Extract all records. Keep each one exact.

====================

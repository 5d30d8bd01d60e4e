//! Vision Layer
//!
//! Text recognition on captured frames, behind a pluggable backend trait:
//! - ocrs/rten on-device OCR (feature `ocr-ocrs`)
//! - a scripted fake for demos and tests

pub mod fake;
#[cfg(feature = "ocr-ocrs")]
pub mod ocrs;

use thiserror::Error;

use crate::capture::{FrameImage, Rotation};

pub use fake::FakeRecognizer;
#[cfg(feature = "ocr-ocrs")]
pub use ocrs::OcrsRecognizer;

#[derive(Debug, Error)]
pub enum RecognizeError {
    #[error("image could not be prepared for recognition: {0}")]
    InvalidImage(String),
    #[error("recognition backend error: {0}")]
    Backend(String),
}

/// The opaque text recognition capability consulted once per frame.
///
/// `rotation` is the rotation that makes the image upright; backends
/// normalize it before recognition. There is no retry contract: a failed
/// recognition is simply a lost frame.
pub trait Recognizer: Send {
    fn recognize(&mut self, image: &FrameImage, rotation: Rotation)
        -> Result<String, RecognizeError>;
}

impl Recognizer for Box<dyn Recognizer> {
    fn recognize(
        &mut self,
        image: &FrameImage,
        rotation: Rotation,
    ) -> Result<String, RecognizeError> {
        (**self).recognize(image, rotation)
    }
}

====================

EXERCISE SOLUTION ::
repository 5d30d8bd01d60e4e
//! Vision Layer
//!
//! Text recognition on captured frames, behind a pluggable backend trait:
//! - ocrs/rten on-device OCR (feature `ocr-ocrs`)
//! - a scripted fake for demos and tests

pub mod fake;
#[cfg(feature = "ocr-ocrs")]
pub mod ocrs;

use thiserror::Error;

use crate::capture::{FrameImage, Rotation};

pub use fake::FakeRecognizer;
#[cfg(feature = "ocr-ocrs")]
pub use ocrs::OcrsRecognizer;

#[derive(Debug, Error)]
pub enum RecognizeError {
    #[error("image could not be prepared for recognition: {0}")]
    InvalidImage(String),
    #[error("recognition backend error: {0}")]
    Backend(String),
}

/// The opaque text recognition capability consulted once per frame.
///
/// `rotation` is the rotation that makes the image upright; backends
/// normalize it before recognition. There is no retry contract: a failed
/// recognition is simply a lost frame.
pub trait Recognizer: Send {
    fn recognize(&mut self, image: &FrameImage, rotation: Rotation)
        -> Result<String, RecognizeError>;
}

impl Recognizer for Box<dyn Recognizer> {
    fn recognize(
        &mut self,
        image: &FrameImage,
        rotation: Rotation,
    ) -> Result<String, RecognizeError> {
        (**self).recognize(image, rotation)
    }
}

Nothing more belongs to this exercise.